■ **TASK**
How many lines in the data hold the string "only"? State the number alone.
Start of DATA SHOWN
//! Core EB/EPWING reader module.

pub mod book;
pub mod catalog;
pub mod charset;
pub mod error;
pub mod handlers;
pub mod indices;
pub mod layout;
pub mod registry;
pub mod text;
pub mod zio;

pub use book::{Appendix, Book, Subbook};
pub use catalog::{BookType, Resource, ResourceKind, StorageCodec, SubbookDescriptor};
pub use charset::Encoding;
pub use error::{EbError, Result};
pub use indices::{NormalizationPolicy, SearchKey, SearchMethod, SearchTable};
pub use text::{
    Location, NodeItem, ReadOptions, SectionKind, SectionNode, StopCode, SubbookText, TextIter,
    Value,
};
pub use zio::{Zio, ZioMemory, ZioPlainFile, PAGE_SIZE};
//! Layout, charset, catalog and search-index tests against in-memory
//! fixtures.

use eb_reader::eb::catalog::{self, BookType};
use eb_reader::eb::charset;
use eb_reader::eb::indices::{
    self, derive_policy, STYLE_ASIS, STYLE_CONVERT, STYLE_DELETE,
};
use eb_reader::eb::layout::{bcd_decode, FieldDef, FieldKind, RecordLayout};
use eb_reader::eb::registry;
use eb_reader::{Book, EbError, Encoding, SearchKey, SubbookText, ZioMemory};

const PAGE: usize = 2048;

fn index_entry(index_id: u8, start_page: u32, page_count: u32, availability: u8, flags: u32) -> [u8; 16] {
    let mut entry = [0u8; 16];
    entry[0] = index_id;
    entry[2..6].copy_from_slice(&start_page.to_be_bytes());
    entry[6..10].copy_from_slice(&page_count.to_be_bytes());
    entry[10] = availability;
    entry[11..14].copy_from_slice(&flags.to_be_bytes()[1..]);
    entry
}

fn index_page(global: u8, entries: &[[u8; 16]]) -> Vec<u8> {
    assert!(entries.len() < 127);
    let mut page = vec![0u8; PAGE];
    page[1] = entries.len() as u8;
    page[4] = global;
    for (i, entry) in entries.iter().enumerate() {
        let at = 16 + i * 16;
        page[at..at + 16].copy_from_slice(entry);
    }
    page
}

fn load_indices(global: u8, entries: &[[u8; 16]], encoding: Encoding, book_type: BookType) -> indices::SearchTable {
    let mut zio = ZioMemory::new(index_page(global, entries));
    let (table, _) = indices::load(&mut zio, 1, encoding, book_type, true).expect("index load");
    table
}

#[test]
fn bcd_concatenates_decimal_nibbles() {
    assert_eq!(bcd_decode(&[0x12, 0x34]), 1234);
    assert_eq!(bcd_decode(&[0x00, 0x07]), 7);
    assert_eq!(bcd_decode(&[0x99, 0x99]), 9999);
    assert_eq!(bcd_decode(&[0x00, 0x00, 0x01, 0x23]), 123);
    assert_eq!(bcd_decode(&[0x12, 0x34, 0x56, 0x78]), 12345678);
    // Nibbles >= 10 are out of contract: unspecified value, but no panic.
    let _ = bcd_decode(&[0xab, 0xcd]);
}

static GAPPED_FIELDS: [FieldDef; 2] = [
    FieldDef { name: "a", offset: 0, width: 2, kind: FieldKind::UInt },
    FieldDef { name: "b", offset: 4, width: 2, kind: FieldKind::UInt },
];
static GAPPED: RecordLayout = RecordLayout { name: "gapped", size: 6, fields: &GAPPED_FIELDS };

static SHORT_FIELDS: [FieldDef; 1] = [
    FieldDef { name: "a", offset: 0, width: 2, kind: FieldKind::UInt },
];
static SHORT: RecordLayout = RecordLayout { name: "short", size: 4, fields: &SHORT_FIELDS };

#[test]
fn layout_self_check_rejects_drifted_tables() {
    assert!(matches!(GAPPED.validate(), Err(EbError::Layout { .. })));
    assert!(matches!(SHORT.validate(), Err(EbError::Layout { .. })));
}

#[test]
fn registry_validates_every_layout_at_init() {
    let reg = registry::registry().expect("registry init");
    // Spot-check the table: text start/end, a skip code, a payload layout.
    assert!(reg.token(0x02).is_some());
    assert!(reg.token(0x03).is_some());
    assert!(reg.token(0x14).is_some());
    assert_eq!(reg.token(0x62).and_then(|t| t.layout).map(|l| l.size), Some(8));
    assert!(reg.token(0x08).is_none());
}

#[test]
fn fixed_strings_truncate_at_nul_and_trim() {
    assert_eq!(charset::decode_fixed(b"honmon\0\0", Encoding::Iso8859_1), "honmon");
    assert_eq!(charset::decode_fixed(b"abc   ", Encoding::Iso8859_1), "abc");
    assert_eq!(charset::decode_fixed(b"\0zzzz", Encoding::Iso8859_1), "");
}

#[test]
fn jis_and_gb_pairs_decode() {
    assert_eq!(charset::decode_pair(Encoding::JisX0208, 0x25, 0x22, false), Some('ア'));
    assert_eq!(charset::decode_pair(Encoding::JisX0208, 0x30, 0x21, false), Some('亜'));
    assert_eq!(charset::decode_pair(Encoding::JisX0208, 0x23, 0x41, false), Some('Ａ'));
    // Outside the JIS plane nothing is emitted for a plain JIS book.
    assert_eq!(charset::decode_pair(Encoding::JisX0208, 0x30, 0xa1, false), None);
    // The hybrid encoding reinterprets the same pair as GB 2312.
    assert_eq!(charset::decode_pair(Encoding::JisX0208Gb2312, 0x30, 0xa1, false), Some('啊'));
    // Book-local characters have no standard mapping.
    assert_eq!(
        charset::decode_pair(Encoding::JisX0208Gb2312, 0xa1, 0x21, false),
        Some(charset::LOCAL_CHARACTER_PLACEHOLDER)
    );
    assert_eq!(
        charset::decode_pair(Encoding::JisX0208Gb2312, 0xa1, 0x21, true),
        Some(charset::LOCAL_CHARACTER_PLACEHOLDER)
    );
}

#[test]
fn wide_narrow_mapping_round_trips() {
    assert_eq!(charset::to_narrow("ｔｅｓｔ"), "test");
    assert_eq!(charset::to_wide("test"), "ｔｅｓｔ");
    assert_eq!(charset::to_narrow("アイウエオ"), "ｱｲｳｴｵ");
    assert_eq!(charset::to_wide("ｱｲｳｴｵ"), "アイウエオ");
    // Unmapped characters pass through.
    assert_eq!(charset::to_narrow("語 x"), "語 x");
}

#[test]
fn language_codes_map_to_encodings() {
    assert_eq!(Encoding::from_language_code(1).unwrap(), Encoding::Iso8859_1);
    assert_eq!(Encoding::from_language_code(2).unwrap(), Encoding::JisX0208);
    assert_eq!(Encoding::from_language_code(3).unwrap(), Encoding::JisX0208Gb2312);
    assert!(matches!(
        Encoding::from_language_code(4),
        Err(EbError::UnsupportedEncoding(4))
    ));
}

// --- Search-index decoding -------------------------------------------------

#[test]
fn flag_bits_drive_policy_when_globally_available() {
    // Scenario: global availability 2, text index, top two flag bits 01.
    let policy = derive_policy(2, 0x00, 0, 0x400000, Encoding::JisX0208);
    assert_eq!(policy.katakana, 1);

    let table = load_indices(
        2,
        &[index_entry(0x00, 5, 3, 0, 0x400000)],
        Encoding::JisX0208,
        BookType::Epwing,
    );
    let method = table.get(SearchKey::Text).expect("text search");
    assert_eq!(method.policy.katakana, 1);
    assert_eq!(method.start_page, 5);
    assert_eq!(method.end_page, 7);
}

#[test]
fn policy_derivation_is_pure() {
    let a = derive_policy(0, 0x91, 2, 0xc0ffee, Encoding::JisX0208);
    let b = derive_policy(0, 0x91, 2, 0xc0ffee, Encoding::JisX0208);
    assert_eq!(a, b);

    // When the flag branch does not apply, flags must not influence the
    // result.
    let c = derive_policy(1, 0x91, 0, 0x000000, Encoding::JisX0208);
    let d = derive_policy(1, 0x91, 0, 0xffffff, Encoding::JisX0208);
    assert_eq!(c, d);
}

#[test]
fn kana_indices_force_conversion() {
    let policy = derive_policy(1, 0x70, 0, 0, Encoding::JisX0208);
    assert_eq!(policy.katakana, STYLE_CONVERT);
    assert_eq!(policy.lower, STYLE_CONVERT);
    assert_eq!(policy.mark, STYLE_DELETE);
    assert_eq!(policy.p_sound, STYLE_CONVERT);

    let fallback = derive_policy(1, 0x91, 0, 0, Encoding::JisX0208);
    assert_eq!(fallback.katakana, STYLE_ASIS);
    assert_eq!(fallback.lower, STYLE_CONVERT);
    assert_eq!(fallback.mark, STYLE_ASIS);
}

#[test]
fn space_rule_follows_encoding_and_alphabet_indices() {
    assert_eq!(derive_policy(1, 0x00, 0, 0, Encoding::Iso8859_1).space, STYLE_ASIS);
    assert_eq!(derive_policy(1, 0x72, 0, 0, Encoding::JisX0208).space, STYLE_ASIS);
    assert_eq!(derive_policy(1, 0x92, 0, 0, Encoding::JisX0208).space, STYLE_ASIS);
    assert_eq!(derive_policy(1, 0x00, 0, 0, Encoding::JisX0208).space, STYLE_DELETE);
}

#[test]
fn out_of_range_global_availability_is_zero() {
    // global 5 acts as 0, so an entry with availability 2 still gets the
    // flag-driven branch.
    let table = load_indices(
        5,
        &[index_entry(0x80, 1, 1, 2, 0x400000)],
        Encoding::JisX0208,
        BookType::Epwing,
    );
    assert_eq!(table.get(SearchKey::Keyword).unwrap().policy.katakana, 1);
}

#[test]
fn multi_entries_accumulate_in_order() {
    let table = load_indices(
        0,
        &[
            index_entry(0xff, 10, 1, 0, 0),
            index_entry(0xff, 20, 1, 0, 0),
            index_entry(0x00, 30, 1, 0, 0),
        ],
        Encoding::JisX0208,
        BookType::Epwing,
    );
    assert_eq!(table.multi.len(), 2);
    assert_eq!(table.multi[0].start_page, 10);
    assert_eq!(table.multi[1].start_page, 20);
    assert_eq!(table.get(SearchKey::Text).unwrap().start_page, 30);
}

#[test]
fn unknown_and_misgated_index_ids_are_dropped() {
    let table = load_indices(
        0,
        &[
            index_entry(0x55, 1, 1, 0, 0),
            // EB-only font entry on an EPWING book.
            index_entry(0xf1, 2, 1, 0, 0),
        ],
        Encoding::JisX0208,
        BookType::Epwing,
    );
    assert!(table.is_empty());

    let eb_table = load_indices(
        0,
        &[index_entry(0xf1, 2, 1, 0, 0), index_entry(0xf2, 3, 1, 0, 0)],
        Encoding::JisX0208,
        BookType::Eb,
    );
    assert_eq!(eb_table.get(SearchKey::WideFont(0)).unwrap().start_page, 2);
    assert_eq!(eb_table.get(SearchKey::NarrowFont(0)).unwrap().start_page, 3);
}

#[test]
fn overlong_index_count_yields_empty_table() {
    let mut page = index_page(0, &[]);
    page[1] = 127;
    let mut zio = ZioMemory::new(page);
    let (table, _) = indices::load(&mut zio, 1, Encoding::JisX0208, BookType::Epwing, true).unwrap();
    assert!(table.is_empty());
}

// --- Catalog decoding ------------------------------------------------------

fn epwing_catalog(entries: &[(&str, &str, u16)], resources: &[Option<&str>]) -> Vec<u8> {
    let mut data = vec![0u8; 16];
    data[0..2].copy_from_slice(&(entries.len() as u16).to_be_bytes());
    data[2..4].copy_from_slice(&5u16.to_be_bytes());

    for &(title, directory, index_page) in entries {
        let mut entry = [0u8; 164];
        entry[2..2 + title.len()].copy_from_slice(title.as_bytes());
        entry[82..82 + directory.len()].copy_from_slice(directory.as_bytes());
        entry[94..96].copy_from_slice(&index_page.to_be_bytes());
        data.extend_from_slice(&entry);
    }
    for filename in resources {
        let mut record = [0u8; 164];
        if let Some(filename) = filename {
            record[3] = 1;
            record[4..4 + filename.len()].copy_from_slice(filename.as_bytes());
            // zio codes stay 0x00 (plain)
        }
        data.extend_from_slice(&record);
    }
    data
}

#[test]
fn epwing_catalog_yields_descriptors_and_resources() {
    let data = epwing_catalog(
        &[("TEST BOOK", "test", 12), ("OTHER", "other", 0)],
        &[Some("start"), None],
    );
    let mut zio = ZioMemory::new(data);
    let catalog = catalog::parse(&mut zio, BookType::Epwing, Encoding::Iso8859_1).unwrap();

    assert_eq!(catalog.header.subbook_count, 2);
    assert_eq!(catalog.header.epwing_version, Some(5));
    assert_eq!(catalog.subbooks.len(), 2);

    let first = catalog.subbooks[0].as_ref().unwrap();
    assert_eq!(first.title, "TEST BOOK");
    assert_eq!(first.directory, "test");
    assert_eq!(first.index_page, 12);
    assert_eq!(first.text_filename.as_deref(), Some("start"));

    // The second record was flagged invalid, so no filename was attached.
    let second = catalog.subbooks[1].as_ref().unwrap();
    assert_eq!(second.index_page, 0);
    assert_eq!(second.text_filename, None);
}

#[test]
fn catalog_rejects_absurd_subbook_counts() {
    let mut data = vec![0u8; 16];
    data[0..2].copy_from_slice(&200u16.to_be_bytes());
    let mut zio = ZioMemory::new(data);
    assert!(matches!(
        catalog::parse(&mut zio, BookType::Epwing, Encoding::Iso8859_1),
        Err(EbError::InvalidFormat(_))
    ));
}

#[test]
fn eb_descriptors_fail_per_subbook() {
    let mut data = vec![0u8; 16];
    data[0..2].copy_from_slice(&1u16.to_be_bytes());
    data.extend_from_slice(&[0u8; 164]);
    let mut zio = ZioMemory::new(data);
    let catalog = catalog::parse(&mut zio, BookType::Eb, Encoding::JisX0208).unwrap();
    assert_eq!(catalog.subbooks.len(), 1);
    assert!(catalog.subbooks[0].is_err());
}

#[test]
fn index_load_seeks_to_the_descriptor_page() {
    // A subbook whose catalog record says index_page=12 must read its index
    // table from byte (12-1)*2048 = 22528.
    let data = epwing_catalog(&[("TEST BOOK", "test", 12)], &[Some("honmon")]);
    let mut zio = ZioMemory::new(data);
    let catalog = catalog::parse(&mut zio, BookType::Epwing, Encoding::Iso8859_1).unwrap();
    let descriptor = catalog.subbooks[0].as_ref().unwrap();
    assert_eq!(descriptor.index_page, 12);

    let mut stream = vec![0u8; 11 * PAGE];
    stream.extend_from_slice(&index_page(0, &[index_entry(0x00, 15, 2, 0, 0)]));
    assert_eq!(stream.len(), 12 * PAGE);

    let mut text = SubbookText::new(
        ZioMemory::new(stream),
        descriptor.index_page as u32,
        Encoding::Iso8859_1,
        BookType::Epwing,
    )
    .expect("subbook text");

    // One entry parsed from the table at 22528: seek target was honored.
    let method = text.searches().get(SearchKey::Text).expect("text search");
    assert_eq!(method.start_page, 15);
    assert_eq!(method.end_page, 16);
    // Position sits right after the header and the single entry.
    assert_eq!(text.stream_position().unwrap(), 22528 + 16 + 16);
}

#[test]
fn book_open_isolates_failed_subbooks() {
    use std::fs;

    let dir = std::env::temp_dir().join(format!("eb_reader_spec_{}", std::process::id()));
    let _ = fs::remove_dir_all(&dir);
    fs::create_dir_all(dir.join("sub1").join("data")).unwrap();

    // Two subbooks in the catalog; only sub1 has a text file on disk.
    let data = epwing_catalog(
        &[("FIRST", "sub1", 1), ("SECOND", "missing", 1)],
        &[Some("honmon"), Some("honmon")],
    );
    fs::write(dir.join("catalogs"), data).unwrap();
    fs::write(dir.join("language"), 1u16.to_be_bytes()).unwrap();
    fs::write(
        dir.join("sub1").join("data").join("honmon"),
        index_page(0, &[index_entry(0x00, 2, 1, 0, 0)]),
    )
    .unwrap();

    let book = Book::open(&dir).unwrap();
    assert!(book.is_epwing());
    assert_eq!(book.encoding(), Encoding::Iso8859_1);

    // The broken subbook is reported in place; its sibling loads.
    assert_eq!(book.subbook_results().len(), 2);
    assert!(book.subbook_results()[0].is_ok());
    assert!(matches!(book.subbook_results()[1], Err(EbError::NotFound(_))));
    assert_eq!(book.subbooks().count(), 1);

    let first = book.subbooks().next().unwrap();
    assert_eq!(first.title, "FIRST");
    assert!(first.text().unwrap().searches().get(SearchKey::Text).is_some());

    let _ = fs::remove_dir_all(&dir);
}

#[test]
fn search_table_reports_registered_methods() {
    let table = load_indices(
        0,
        &[
            index_entry(0x00, 1, 1, 0, 0),
            index_entry(0x80, 2, 1, 0, 0),
            index_entry(0x90, 3, 1, 0, 0),
        ],
        Encoding::JisX0208,
        BookType::Epwing,
    );
    assert_eq!(table.len(), 3);
    let mut keys: Vec<_> = table.iter().map(|(k, _)| *k).collect();
    keys.sort_by_key(|k| format!("{:?}", k));
    assert_eq!(keys, vec![SearchKey::Keyword, SearchKey::Text, SearchKey::WordKana]);
}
End of DATA SHOWN
■ **TASK OUTPUT**
2